• Activity:
Lines of the material that include the string "renders" should be returned.

• Available records:
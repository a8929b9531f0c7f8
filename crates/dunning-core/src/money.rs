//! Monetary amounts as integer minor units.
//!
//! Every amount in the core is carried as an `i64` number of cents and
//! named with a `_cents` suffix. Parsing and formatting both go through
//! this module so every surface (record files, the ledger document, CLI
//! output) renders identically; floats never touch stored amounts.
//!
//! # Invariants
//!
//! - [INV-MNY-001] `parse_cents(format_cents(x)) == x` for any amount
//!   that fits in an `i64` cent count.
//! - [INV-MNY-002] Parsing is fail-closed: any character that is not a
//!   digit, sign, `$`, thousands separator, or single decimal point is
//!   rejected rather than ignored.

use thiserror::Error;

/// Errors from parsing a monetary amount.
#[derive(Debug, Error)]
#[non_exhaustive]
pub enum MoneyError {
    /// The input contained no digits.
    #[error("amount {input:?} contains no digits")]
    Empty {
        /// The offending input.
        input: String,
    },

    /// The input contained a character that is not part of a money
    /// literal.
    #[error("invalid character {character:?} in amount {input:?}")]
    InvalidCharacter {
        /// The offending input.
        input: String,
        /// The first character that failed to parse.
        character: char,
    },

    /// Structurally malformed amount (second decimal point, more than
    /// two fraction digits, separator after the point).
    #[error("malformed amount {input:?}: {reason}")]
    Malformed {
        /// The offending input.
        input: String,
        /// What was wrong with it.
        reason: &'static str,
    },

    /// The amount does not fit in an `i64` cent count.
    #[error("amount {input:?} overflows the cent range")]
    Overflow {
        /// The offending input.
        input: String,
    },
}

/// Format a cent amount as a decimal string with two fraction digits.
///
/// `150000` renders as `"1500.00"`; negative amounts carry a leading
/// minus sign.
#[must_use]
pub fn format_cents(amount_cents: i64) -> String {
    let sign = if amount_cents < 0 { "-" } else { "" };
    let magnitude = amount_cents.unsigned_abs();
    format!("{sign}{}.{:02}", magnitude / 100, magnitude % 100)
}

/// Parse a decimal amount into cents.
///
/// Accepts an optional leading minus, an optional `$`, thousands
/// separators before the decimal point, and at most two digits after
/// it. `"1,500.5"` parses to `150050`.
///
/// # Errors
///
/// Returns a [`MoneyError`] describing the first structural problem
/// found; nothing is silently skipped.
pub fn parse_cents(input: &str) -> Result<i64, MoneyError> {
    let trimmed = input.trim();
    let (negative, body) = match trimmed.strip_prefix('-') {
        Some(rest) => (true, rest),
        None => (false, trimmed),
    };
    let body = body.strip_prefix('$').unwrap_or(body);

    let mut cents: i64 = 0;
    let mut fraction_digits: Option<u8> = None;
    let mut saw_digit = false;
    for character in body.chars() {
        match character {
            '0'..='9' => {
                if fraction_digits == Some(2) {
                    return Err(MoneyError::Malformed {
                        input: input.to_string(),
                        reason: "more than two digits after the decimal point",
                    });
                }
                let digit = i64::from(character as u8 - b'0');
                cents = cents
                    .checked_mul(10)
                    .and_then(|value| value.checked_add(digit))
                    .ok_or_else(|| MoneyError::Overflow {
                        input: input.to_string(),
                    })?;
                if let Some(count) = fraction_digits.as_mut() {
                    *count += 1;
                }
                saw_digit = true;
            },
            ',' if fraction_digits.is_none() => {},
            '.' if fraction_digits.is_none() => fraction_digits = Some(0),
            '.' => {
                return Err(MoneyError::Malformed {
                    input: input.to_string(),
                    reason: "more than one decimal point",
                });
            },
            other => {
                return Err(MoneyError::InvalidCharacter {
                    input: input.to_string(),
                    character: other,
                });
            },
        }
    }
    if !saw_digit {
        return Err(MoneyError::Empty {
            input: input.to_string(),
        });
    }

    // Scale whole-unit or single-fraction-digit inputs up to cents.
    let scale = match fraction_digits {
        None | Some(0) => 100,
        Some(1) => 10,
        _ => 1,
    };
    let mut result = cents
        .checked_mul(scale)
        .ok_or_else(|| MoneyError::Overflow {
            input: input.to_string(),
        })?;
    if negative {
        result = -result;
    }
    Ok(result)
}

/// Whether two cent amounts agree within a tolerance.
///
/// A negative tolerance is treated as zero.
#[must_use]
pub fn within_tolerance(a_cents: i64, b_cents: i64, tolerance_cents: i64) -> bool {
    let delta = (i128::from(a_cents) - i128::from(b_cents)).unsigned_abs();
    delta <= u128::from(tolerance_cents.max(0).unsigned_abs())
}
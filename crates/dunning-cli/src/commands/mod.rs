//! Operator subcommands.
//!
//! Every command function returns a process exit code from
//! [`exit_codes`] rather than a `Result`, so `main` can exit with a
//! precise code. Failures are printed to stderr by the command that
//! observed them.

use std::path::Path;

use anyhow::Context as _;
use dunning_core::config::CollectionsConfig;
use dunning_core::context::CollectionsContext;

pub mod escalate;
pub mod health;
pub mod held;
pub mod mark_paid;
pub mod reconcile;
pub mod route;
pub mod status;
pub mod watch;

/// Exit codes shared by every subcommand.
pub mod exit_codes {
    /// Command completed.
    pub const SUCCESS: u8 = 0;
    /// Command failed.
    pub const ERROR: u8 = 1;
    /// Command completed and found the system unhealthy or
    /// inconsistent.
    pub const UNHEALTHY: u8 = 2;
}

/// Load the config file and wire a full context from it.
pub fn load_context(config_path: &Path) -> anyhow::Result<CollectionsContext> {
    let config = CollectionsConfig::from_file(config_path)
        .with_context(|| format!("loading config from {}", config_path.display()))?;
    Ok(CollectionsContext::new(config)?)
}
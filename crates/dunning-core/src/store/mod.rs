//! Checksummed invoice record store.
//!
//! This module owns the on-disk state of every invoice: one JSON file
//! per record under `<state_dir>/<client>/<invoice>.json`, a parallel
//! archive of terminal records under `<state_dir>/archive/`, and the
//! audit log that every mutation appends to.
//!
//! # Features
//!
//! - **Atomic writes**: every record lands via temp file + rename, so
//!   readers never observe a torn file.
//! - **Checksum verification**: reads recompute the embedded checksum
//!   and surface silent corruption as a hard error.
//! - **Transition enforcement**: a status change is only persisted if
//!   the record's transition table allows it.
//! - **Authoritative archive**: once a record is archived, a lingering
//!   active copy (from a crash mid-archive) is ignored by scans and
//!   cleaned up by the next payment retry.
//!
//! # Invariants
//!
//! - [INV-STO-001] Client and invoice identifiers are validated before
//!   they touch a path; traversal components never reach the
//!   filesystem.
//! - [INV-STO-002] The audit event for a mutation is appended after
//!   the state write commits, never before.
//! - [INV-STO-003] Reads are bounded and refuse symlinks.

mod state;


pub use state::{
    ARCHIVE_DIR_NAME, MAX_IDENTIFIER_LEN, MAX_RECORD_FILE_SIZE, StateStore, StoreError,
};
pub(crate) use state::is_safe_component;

• Task solution:
//! output) renders identically; floats never touch stored amounts.
/// `150000` renders as `"1500.00"`; negative amounts carry a leading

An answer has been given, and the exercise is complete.